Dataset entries
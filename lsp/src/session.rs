//! RPC session: request ids, outbound frames, and response correlation.
//!
//! Every outbound frame goes through one writer task, so frames reach the
//! wire in the order they were enqueued. Each request registers a one-shot
//! waiter under its id; the listener resolves it when the matching response
//! arrives. Any number of requests may be in flight.

use std::collections::HashMap;
use std::sync::Arc;
use std::time::Duration;

use serde_json::Value;
use tokio::sync::{Mutex, mpsc, oneshot};
use tokio::task::JoinHandle;

use crate::codec::FrameWriter;
use crate::error::ClientError;
use crate::protocol::{Notification, Request, Response};
use crate::transport::BoxedWriter;

const WRITER_CHANNEL_CAPACITY: usize = 64;

pub(crate) enum WriterCommand {
    Send(Value),
    Shutdown,
}

/// Cloneable sending side of the writer task.
#[derive(Clone)]
pub(crate) struct Outbox {
    tx: mpsc::Sender<WriterCommand>,
}

impl Outbox {
    pub async fn send(&self, frame: Value) -> Result<(), ClientError> {
        self.tx
            .send(WriterCommand::Send(frame))
            .await
            .map_err(|_| ClientError::ConnectionClosed)
    }

    /// Ask the writer to close its half of the stream after draining.
    ///
    /// Never waits: with the queue full, the writer stops once every
    /// `Outbox` is dropped instead.
    pub fn close(&self) {
        if let Err(e) = self.tx.try_send(WriterCommand::Shutdown) {
            tracing::debug!("Writer close not queued: {e}");
        }
    }
}

/// Spawn the writer task that owns the write half of the transport.
pub(crate) fn spawn_writer(writer: BoxedWriter) -> (Outbox, JoinHandle<()>) {
    let (tx, mut rx) = mpsc::channel::<WriterCommand>(WRITER_CHANNEL_CAPACITY);
    let handle = tokio::spawn(async move {
        let mut writer = FrameWriter::new(writer);
        while let Some(cmd) = rx.recv().await {
            match cmd {
                WriterCommand::Send(frame) => {
                    if let Err(e) = writer.write_frame(&frame).await {
                        tracing::warn!("Write to server failed: {e}");
                        break;
                    }
                }
                WriterCommand::Shutdown => break,
            }
        }
        rx.close();
        if let Err(e) = writer.shutdown().await {
            tracing::debug!("Closing write half failed: {e}");
        }
    });
    (Outbox { tx }, handle)
}

#[derive(Default)]
struct PendingState {
    waiters: HashMap<u64, oneshot::Sender<Response>>,
    closed: bool,
}

/// Waiters for in-flight requests, keyed by request id.
#[derive(Default)]
pub(crate) struct PendingRequests {
    inner: Mutex<PendingState>,
}

impl PendingRequests {
    pub fn new() -> Self {
        Self::default()
    }

    /// Register a waiter for `id`. Fails once the table has been closed.
    pub async fn register(&self, id: u64) -> Result<oneshot::Receiver<Response>, ClientError> {
        let mut state = self.inner.lock().await;
        if state.closed {
            return Err(ClientError::ConnectionClosed);
        }
        let (tx, rx) = oneshot::channel();
        state.waiters.insert(id, tx);
        Ok(rx)
    }

    /// Hand `response` to its waiter. Returns `false` if nobody was waiting.
    pub async fn resolve(&self, response: Response) -> bool {
        let waiter = self.inner.lock().await.waiters.remove(&response.id);
        match waiter {
            // The caller may have timed out and dropped its receiver.
            Some(tx) => tx.send(response).is_ok(),
            None => false,
        }
    }

    pub async fn forget(&self, id: u64) {
        self.inner.lock().await.waiters.remove(&id);
    }

    /// Refuse new waiters and release the current ones with `ConnectionClosed`.
    ///
    /// Returns how many waiters were released.
    pub async fn close(&self) -> usize {
        let mut state = self.inner.lock().await;
        state.closed = true;
        let released = state.waiters.len();
        state.waiters.clear();
        released
    }

    pub async fn is_closed(&self) -> bool {
        self.inner.lock().await.closed
    }

    #[cfg(test)]
    pub async fn len(&self) -> usize {
        self.inner.lock().await.waiters.len()
    }
}

/// A request that has been written and is waiting for its response.
pub(crate) struct InFlight {
    pub id: u64,
    pub rx: oneshot::Receiver<Response>,
}

pub(crate) struct RpcSession {
    /// Next id to hand out. Held across enqueueing so wire order is id order.
    next_id: Mutex<u64>,
    outbox: Outbox,
    pending: Arc<PendingRequests>,
    default_timeout: Option<Duration>,
}

impl RpcSession {
    pub fn new(
        outbox: Outbox,
        pending: Arc<PendingRequests>,
        default_timeout: Option<Duration>,
    ) -> Self {
        Self {
            next_id: Mutex::new(1),
            outbox,
            pending,
            default_timeout,
        }
    }

    pub fn outbox(&self) -> &Outbox {
        &self.outbox
    }

    /// Allocate an id, register its waiter, and enqueue the request frame.
    pub async fn start_request(
        &self,
        method: &str,
        params: Option<Value>,
    ) -> Result<InFlight, ClientError> {
        let mut next_id = self.next_id.lock().await;
        let id = *next_id;

        let frame = serde_json::to_value(Request::new(id, method, params)).map_err(|source| {
            ClientError::Serialize {
                method: method.to_string(),
                source,
            }
        })?;
        let rx = self.pending.register(id).await?;
        if let Err(e) = self.outbox.send(frame).await {
            // Don't leak the waiter when the writer is gone.
            self.pending.forget(id).await;
            return Err(e);
        }

        *next_id += 1;
        tracing::debug!(id, %method, "Request sent");
        Ok(InFlight { id, rx })
    }

    /// Send a request and wait for its response, honouring the default timeout.
    pub async fn send_request(
        &self,
        method: &str,
        params: Option<Value>,
    ) -> Result<Response, ClientError> {
        self.send_request_with(method, params, self.default_timeout)
            .await
    }

    pub async fn send_request_with(
        &self,
        method: &str,
        params: Option<Value>,
        timeout: Option<Duration>,
    ) -> Result<Response, ClientError> {
        let in_flight = self.start_request(method, params).await?;
        self.wait(method, in_flight, timeout).await
    }

    async fn wait(
        &self,
        method: &str,
        in_flight: InFlight,
        timeout: Option<Duration>,
    ) -> Result<Response, ClientError> {
        let InFlight { id, rx } = in_flight;
        let Some(after) = timeout else {
            return rx.await.map_err(|_| ClientError::ConnectionClosed);
        };

        match tokio::time::timeout(after, rx).await {
            Ok(Ok(response)) => Ok(response),
            Ok(Err(_)) => Err(ClientError::ConnectionClosed),
            Err(_) => {
                // Remove the waiter so repeated timeouts don't grow the table.
                self.pending.forget(id).await;
                tracing::warn!(id, %method, ?after, "Request timed out");
                Err(ClientError::Timeout {
                    method: method.to_string(),
                    after,
                })
            }
        }
    }

    pub async fn send_notification(
        &self,
        method: &str,
        params: Option<Value>,
    ) -> Result<(), ClientError> {
        if self.pending.is_closed().await {
            return Err(ClientError::ConnectionClosed);
        }
        let frame = serde_json::to_value(Notification::new(method, params)).map_err(|source| {
            ClientError::Serialize {
                method: method.to_string(),
                source,
            }
        })?;
        self.outbox.send(frame).await?;
        tracing::debug!(%method, "Notification sent");
        Ok(())
    }
}
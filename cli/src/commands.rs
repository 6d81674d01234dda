//! `analyze` and `stop`.

use std::env;
use std::path::{Path, PathBuf};
use std::time::Duration;

use anyhow::{Context, Result};
use bridge_config::WorkspaceConfig;
use bridge_lsp::{Connection, ServerEvent, WorkspaceInfo};
use bridge_types::{SessionSettings, TransportTarget};
use bridge_utils::{path_to_file_uri, read_document};
use clap::Args;
use tokio::sync::broadcast;
use tokio::sync::broadcast::error::RecvError;

/// Servers announce the end of a pass with a `window/showMessage` like this.
const FINISHED_MARKER: &str = "finished analyzing";

const DEFAULT_WAIT_SECS: u64 = 30;

#[derive(Args, Debug)]
pub struct AnalyzeArgs {
    /// File to analyze
    pub file: PathBuf,

    /// Workspace root (default: config, then current directory)
    #[arg(long)]
    pub root: Option<PathBuf>,

    /// Language id sent with didOpen (default: from the file extension)
    #[arg(long)]
    pub language: Option<String>,

    /// Give up waiting for diagnostics after this many seconds
    #[arg(long, default_value_t = DEFAULT_WAIT_SECS)]
    pub wait_secs: u64,

    /// Also print the analyzer's source name
    #[arg(long)]
    pub source_name: bool,
}

/// Why waiting for analysis stopped.
#[derive(Debug, Clone, Copy, PartialEq, Eq)]
enum WaitOutcome {
    Diagnostics,
    Finished,
    Deadline,
    Closed,
    Interrupted,
}

fn language_for(path: &Path) -> String {
    path.extension()
        .and_then(|ext| ext.to_str())
        .map(str::to_ascii_lowercase)
        .unwrap_or_else(|| "plaintext".to_string())
}

/// `--root` beats the configured root, which beats the current directory.
fn resolve_workspace(config: &WorkspaceConfig, root: Option<PathBuf>) -> Result<WorkspaceInfo> {
    let mut config = config.clone();
    if let Some(root) = root {
        config.root = Some(root);
    }
    let cwd = env::current_dir().context("failed to read current directory")?;
    config
        .workspace_info(&cwd)
        .context("invalid workspace root")
}

pub async fn analyze(
    target: TransportTarget,
    settings: SessionSettings,
    config: &WorkspaceConfig,
    args: AnalyzeArgs,
) -> Result<()> {
    let text = read_document(&args.file)?;
    let uri = path_to_file_uri(&args.file)?.to_string();
    let language = args
        .language
        .clone()
        .unwrap_or_else(|| language_for(&args.file));
    let workspace = resolve_workspace(config, args.root.clone())?;

    let mut connection = Connection::new(target, settings);
    let mut events = connection.subscribe();
    connection
        .initialize(&workspace)
        .await
        .context("handshake with server failed")?;

    let outcome =
        run_analysis(&connection, &mut events, config, &args, &uri, &text, &language).await;
    connection.shutdown().await;
    outcome
}

async fn run_analysis(
    connection: &Connection,
    events: &mut broadcast::Receiver<ServerEvent>,
    config: &WorkspaceConfig,
    args: &AnalyzeArgs,
    uri: &str,
    text: &str,
    language: &str,
) -> Result<()> {
    if let Some(settings) = &config.settings {
        connection
            .did_change_configuration(settings.clone())
            .await
            .context("failed to send settings")?;
    }

    let uri = connection
        .open_document(uri, text, language)
        .await
        .context("failed to open document")?;

    let outcome = wait_for_analysis(events, &uri, Duration::from_secs(args.wait_secs)).await;
    tracing::debug!(?outcome, "Stopped waiting for analysis");
    if outcome == WaitOutcome::Deadline {
        tracing::warn!(wait_secs = args.wait_secs, "No diagnostics before the deadline");
    }

    let diagnostics = connection.diagnostics(&uri);
    if diagnostics.is_empty() {
        println!("No diagnostics for {uri}");
    }
    for diagnostic in &diagnostics {
        println!("{}", diagnostic.display_with_uri(&uri));
    }
    let snapshot = connection.diagnostics_snapshot();
    if !snapshot.is_empty() {
        println!("{}", snapshot.status_string());
    }

    if args.source_name {
        match connection.source_name().await {
            Ok(Some(name)) => println!("Source: {name}"),
            Ok(None) => println!("Source: unknown"),
            Err(e) => tracing::warn!("Failed to query source name: {e}"),
        }
    }

    if outcome == WaitOutcome::Closed {
        anyhow::bail!("server closed the connection during analysis");
    }
    Ok(())
}

async fn wait_for_analysis(
    events: &mut broadcast::Receiver<ServerEvent>,
    uri: &str,
    wait: Duration,
) -> WaitOutcome {
    let deadline = tokio::time::sleep(wait);
    tokio::pin!(deadline);

    loop {
        tokio::select! {
            () = &mut deadline => return WaitOutcome::Deadline,
            _ = tokio::signal::ctrl_c() => return WaitOutcome::Interrupted,
            event = events.recv() => match event {
                // An empty publish on open is not a finished analysis.
                Ok(ServerEvent::Diagnostics { uri: published, count })
                    if published == uri && count > 0 =>
                {
                    return WaitOutcome::Diagnostics;
                }
                Ok(ServerEvent::ShowMessage { message, .. })
                    if message.to_ascii_lowercase().contains(FINISHED_MARKER) =>
                {
                    return WaitOutcome::Finished;
                }
                Ok(ServerEvent::StreamClosed) | Err(RecvError::Closed) => {
                    return WaitOutcome::Closed;
                }
                Ok(_) => {}
                Err(RecvError::Lagged(skipped)) => {
                    tracing::debug!(skipped, "Missed server events");
                }
            },
        }
    }
}

pub async fn stop(
    target: TransportTarget,
    settings: SessionSettings,
    config: &WorkspaceConfig,
    root: Option<PathBuf>,
) -> Result<()> {
    let workspace = resolve_workspace(config, root)?;
    let description = target.to_string();

    let mut connection = Connection::new(target, settings);
    connection
        .initialize(&workspace)
        .await
        .with_context(|| format!("handshake with {description} failed"))?;
    connection.shutdown().await;
    println!("Stopped server ({description})");
    Ok(())
}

Exercise details
Output the data exactly, from the first line through the line that holds "frames reach the", so that no later line appears.

Task answer
filename lsp/src/session.rs
//! RPC session: request ids, outbound frames, and response correlation.
//!
//! Every outbound frame goes through one writer task, so frames reach the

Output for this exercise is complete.